What you will do ::
This exercise asks for every line of the material that includes the word "RwLockReadGuard".

Data to use ::

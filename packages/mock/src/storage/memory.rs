//! In-memory storage implementation.
//!
//! All data is held in RAM behind a [`RwLock`] and is lost when the process
//! exits. GUIDs the service assigns are UUIDv7, so [`BTreeMap`] iteration
//! returns entities and relationships in creation order.

use std::collections::BTreeMap;
use std::sync::{PoisonError, RwLock, RwLockReadGuard, RwLockWriteGuard};

use async_trait::async_trait;
use datacatalog_api::TypeCategory;
use serde_json::Value;
use uuid::Uuid;

use super::{LineageEdge, Storage, StorageError, StoredTypeDef};

// ---------------------------------------------------------------------------
// Internal state
// ---------------------------------------------------------------------------

#[derive(Default)]
struct Inner {
    entities: BTreeMap<String, Value>,
    edges: Vec<LineageEdge>,
    relationships: BTreeMap<String, Value>,
    /// Keyed by definition name, which is unique across categories.
    typedefs: BTreeMap<String, StoredTypeDef>,
}

/// The document's `guid`, unless it is missing, empty, or a negative
/// placeholder (`"-1"`).
fn usable_guid(doc: &Value) -> Option<&str> {
    doc.get("guid")
        .and_then(Value::as_str)
        .filter(|g| !g.is_empty() && !g.starts_with('-'))
}

/// Make sure `doc` is an object with a usable `guid`, assigning one if it has
/// none.
fn ensure_guid(doc: &mut Value) -> Result<String, StorageError> {
    if let Some(guid) = usable_guid(doc) {
        return Ok(guid.to_string());
    }
    let obj = doc
        .as_object_mut()
        .ok_or_else(|| StorageError::Invalid("expected a JSON object".into()))?;
    let guid = Uuid::now_v7().to_string();
    obj.insert("guid".into(), Value::String(guid.clone()));
    Ok(guid)
}

fn typedef_name(def: &Value) -> Result<String, StorageError> {
    match def.get("name").and_then(Value::as_str) {
        Some(name) if !name.is_empty() => Ok(name.to_string()),
        _ => Err(StorageError::Invalid("type definition has no name".into())),
    }
}

fn ensure_category(def: &mut Value, category: TypeCategory) {
    if let Some(obj) = def.as_object_mut() {
        obj.entry("category")
            .or_insert_with(|| Value::String(category.as_str().into()));
    }
}

// ---------------------------------------------------------------------------
// MemoryStorage
// ---------------------------------------------------------------------------

/// Thread-safe, in-memory implementation of [`Storage`].
#[derive(Default)]
pub struct MemoryStorage {
    inner: RwLock<Inner>,
}

impl MemoryStorage {
    pub fn new() -> Self {
        Self::default()
    }

    // A panicking handler must not wedge the whole mock.
    fn read(&self) -> RwLockReadGuard<'_, Inner> {
        self.inner.read().unwrap_or_else(PoisonError::into_inner)
    }

    fn write(&self) -> RwLockWriteGuard<'_, Inner> {
        self.inner.write().unwrap_or_else(PoisonError::into_inner)
    }
}

// ---------------------------------------------------------------------------
// Storage impl
// ---------------------------------------------------------------------------

#[async_trait]
impl Storage for MemoryStorage {
    // --- Entities ------------------------------------------------------------

    async fn put_entity(&self, mut entity: Value) -> Result<String, StorageError> {
        let guid = ensure_guid(&mut entity)?;
        self.write().entities.insert(guid.clone(), entity);
        Ok(guid)
    }

    async fn get_entity(&self, guid: &str) -> Result<Option<Value>, StorageError> {
        Ok(self.read().entities.get(guid).cloned())
    }

    async fn list_entities(&self) -> Result<Vec<Value>, StorageError> {
        Ok(self.read().entities.values().cloned().collect())
    }

    // --- Lineage -------------------------------------------------------------

    async fn add_lineage_edge(&self, from: &str, to: &str) -> Result<String, StorageError> {
        let mut inner = self.write();
        for guid in [from, to] {
            if !inner.entities.contains_key(guid) {
                return Err(StorageError::NotFound(guid.to_string()));
            }
        }
        let relationship_id = Uuid::now_v7().to_string();
        inner.edges.push(LineageEdge {
            from: from.to_string(),
            to: to.to_string(),
            relationship_id: relationship_id.clone(),
        });
        Ok(relationship_id)
    }

    async fn lineage_edges(&self) -> Result<Vec<LineageEdge>, StorageError> {
        Ok(self.read().edges.clone())
    }

    // --- Relationships -------------------------------------------------------

    async fn create_relationship(&self, mut relationship: Value) -> Result<Value, StorageError> {
        let guid = ensure_guid(&mut relationship)?;
        let mut inner = self.write();
        if inner.relationships.contains_key(&guid) {
            return Err(StorageError::Conflict(format!(
                "relationship {guid} already exists"
            )));
        }
        inner.relationships.insert(guid, relationship.clone());
        Ok(relationship)
    }

    async fn replace_relationship(&self, relationship: Value) -> Result<Value, StorageError> {
        let guid = relationship
            .get("guid")
            .and_then(Value::as_str)
            .filter(|g| !g.is_empty())
            .ok_or_else(|| StorageError::Invalid("relationship guid is required".into()))?
            .to_string();
        let mut inner = self.write();
        match inner.relationships.get_mut(&guid) {
            Some(slot) => {
                *slot = relationship.clone();
                Ok(relationship)
            }
            None => Err(StorageError::NotFound(guid)),
        }
    }

    async fn get_relationship(&self, guid: &str) -> Result<Option<Value>, StorageError> {
        Ok(self.read().relationships.get(guid).cloned())
    }

    async fn delete_relationship(&self, guid: &str) -> Result<(), StorageError> {
        match self.write().relationships.remove(guid) {
            Some(_) => Ok(()),
            None => Err(StorageError::NotFound(guid.to_string())),
        }
    }

    // --- Type definitions ----------------------------------------------------

    async fn list_typedefs(&self) -> Result<Vec<StoredTypeDef>, StorageError> {
        Ok(self.read().typedefs.values().cloned().collect())
    }

    async fn get_typedef_by_name(&self, name: &str) -> Result<Option<StoredTypeDef>, StorageError> {
        Ok(self.read().typedefs.get(name).cloned())
    }

    async fn get_typedef_by_guid(&self, guid: &str) -> Result<Option<StoredTypeDef>, StorageError> {
        Ok(self
            .read()
            .typedefs
            .values()
            .find(|d| d.guid() == guid)
            .cloned())
    }

    async fn create_typedef(
        &self,
        category: TypeCategory,
        mut def: Value,
    ) -> Result<Option<StoredTypeDef>, StorageError> {
        let name = typedef_name(&def)?;
        let mut inner = self.write();
        if inner.typedefs.contains_key(&name) {
            return Ok(None);
        }
        ensure_guid(&mut def)?;
        ensure_category(&mut def, category);
        let stored = StoredTypeDef { category, def };
        inner.typedefs.insert(name, stored.clone());
        Ok(Some(stored))
    }

    async fn upsert_typedef(
        &self,
        category: TypeCategory,
        mut def: Value,
    ) -> Result<StoredTypeDef, StorageError> {
        let name = typedef_name(&def)?;
        let mut inner = self.write();
        if let Some(existing) = inner.typedefs.get(&name) {
            if existing.category != category {
                return Err(StorageError::Invalid(format!(
                    "type definition {name} is {}, not {category}",
                    existing.category
                )));
            }
            if usable_guid(&def).is_none() {
                if let Some(obj) = def.as_object_mut() {
                    obj.insert("guid".into(), Value::String(existing.guid().to_string()));
                }
            }
        }
        ensure_guid(&mut def)?;
        ensure_category(&mut def, category);
        let stored = StoredTypeDef { category, def };
        inner.typedefs.insert(name, stored.clone());
        Ok(stored)
    }

    async fn delete_typedefs(&self, names: &[String]) -> Result<(), StorageError> {
        let mut inner = self.write();
        if let Some(missing) = names.iter().find(|n| !inner.typedefs.contains_key(*n)) {
            return Err(StorageError::NotFound(missing.clone()));
        }
        for name in names {
            inner.typedefs.remove(name);
        }
        Ok(())
    }
}

// ---------------------------------------------------------------------------
// Tests
// ---------------------------------------------------------------------------

#[cfg(test)]
mod tests {
    use super::*;
    use serde_json::json;

    #[tokio::test]
    async fn create_typedef_leaves_existing_untouched() {
        let store = MemoryStorage::new();
        store
            .create_typedef(TypeCategory::Enum, json!({"name": "Colors", "description": "v1"}))
            .await
            .unwrap()
            .unwrap();

        let again = store
            .create_typedef(TypeCategory::Enum, json!({"name": "Colors", "description": "v2"}))
            .await
            .unwrap();
        assert!(again.is_none());

        let stored = store.get_typedef_by_name("Colors").await.unwrap().unwrap();
        assert_eq!(stored.def["description"], "v1");
        assert_eq!(stored.def["category"], "ENUM");
    }

    #[tokio::test]
    async fn upsert_keeps_guid() {
        let store = MemoryStorage::new();
        let created = store
            .create_typedef(TypeCategory::Struct, json!({"name": "Address"}))
            .await
            .unwrap()
            .unwrap();
        let updated = store
            .upsert_typedef(TypeCategory::Struct, json!({"name": "Address", "description": "new"}))
            .await
            .unwrap();
        assert_eq!(created.guid(), updated.guid());
        assert_eq!(
            store.get_typedef_by_guid(created.guid()).await.unwrap().unwrap().def["description"],
            "new"
        );
    }

    #[tokio::test]
    async fn upsert_treats_empty_guid_as_missing() {
        let store = MemoryStorage::new();
        let created = store
            .create_typedef(TypeCategory::Enum, json!({"name": "Colors"}))
            .await
            .unwrap()
            .unwrap();
        let updated = store
            .upsert_typedef(TypeCategory::Enum, json!({"name": "Colors", "guid": ""}))
            .await
            .unwrap();
        assert_eq!(updated.guid(), created.guid());

        let fresh = store
            .upsert_typedef(TypeCategory::Enum, json!({"name": "Shapes", "guid": ""}))
            .await
            .unwrap();
        assert!(!fresh.guid().is_empty());
    }

    #[tokio::test]
    async fn upsert_rejects_category_change() {
        let store = MemoryStorage::new();
        store
            .create_typedef(TypeCategory::Enum, json!({"name": "Colors"}))
            .await
            .unwrap();
        let err = store
            .upsert_typedef(TypeCategory::Struct, json!({"name": "Colors"}))
            .await
            .unwrap_err();
        assert!(matches!(err, StorageError::Invalid(_)));

        let stored = store.get_typedef_by_name("Colors").await.unwrap().unwrap();
        assert_eq!(stored.category, TypeCategory::Enum);
    }

    #[tokio::test]
    async fn bulk_delete_is_all_or_nothing() {
        let store = MemoryStorage::new();
        store
            .create_typedef(TypeCategory::Entity, json!({"name": "a"}))
            .await
            .unwrap();
        let err = store
            .delete_typedefs(&["a".to_string(), "b".to_string()])
            .await
            .unwrap_err();
        assert!(matches!(err, StorageError::NotFound(n) if n == "b"));
        assert!(store.get_typedef_by_name("a").await.unwrap().is_some());
    }

    #[tokio::test]
    async fn relationship_guids() {
        let store = MemoryStorage::new();
        let created = store
            .create_relationship(json!({"guid": "-1", "typeName": "t"}))
            .await
            .unwrap();
        let guid = created["guid"].as_str().unwrap().to_string();
        assert!(!guid.starts_with('-'));

        let dup = store.create_relationship(created.clone()).await.unwrap_err();
        assert!(matches!(dup, StorageError::Conflict(_)));

        let missing = store
            .replace_relationship(json!({"guid": "nope", "typeName": "t"}))
            .await
            .unwrap_err();
        assert!(matches!(missing, StorageError::NotFound(_)));

        store.delete_relationship(&guid).await.unwrap();
        assert!(store.get_relationship(&guid).await.unwrap().is_none());
    }

    #[tokio::test]
    async fn lineage_edges_need_known_entities() {
        let store = MemoryStorage::new();
        let a = store.put_entity(json!({"typeName": "t"})).await.unwrap();
        assert!(store.add_lineage_edge(&a, "ghost").await.is_err());
        let b = store.put_entity(json!({"typeName": "t"})).await.unwrap();
        store.add_lineage_edge(&a, &b).await.unwrap();
        assert_eq!(store.lineage_edges().await.unwrap().len(), 1);
    }
}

Answer ::
use std::sync::{PoisonError, RwLock, RwLockReadGuard, RwLockWriteGuard};
    fn read(&self) -> RwLockReadGuard<'_, Inner> {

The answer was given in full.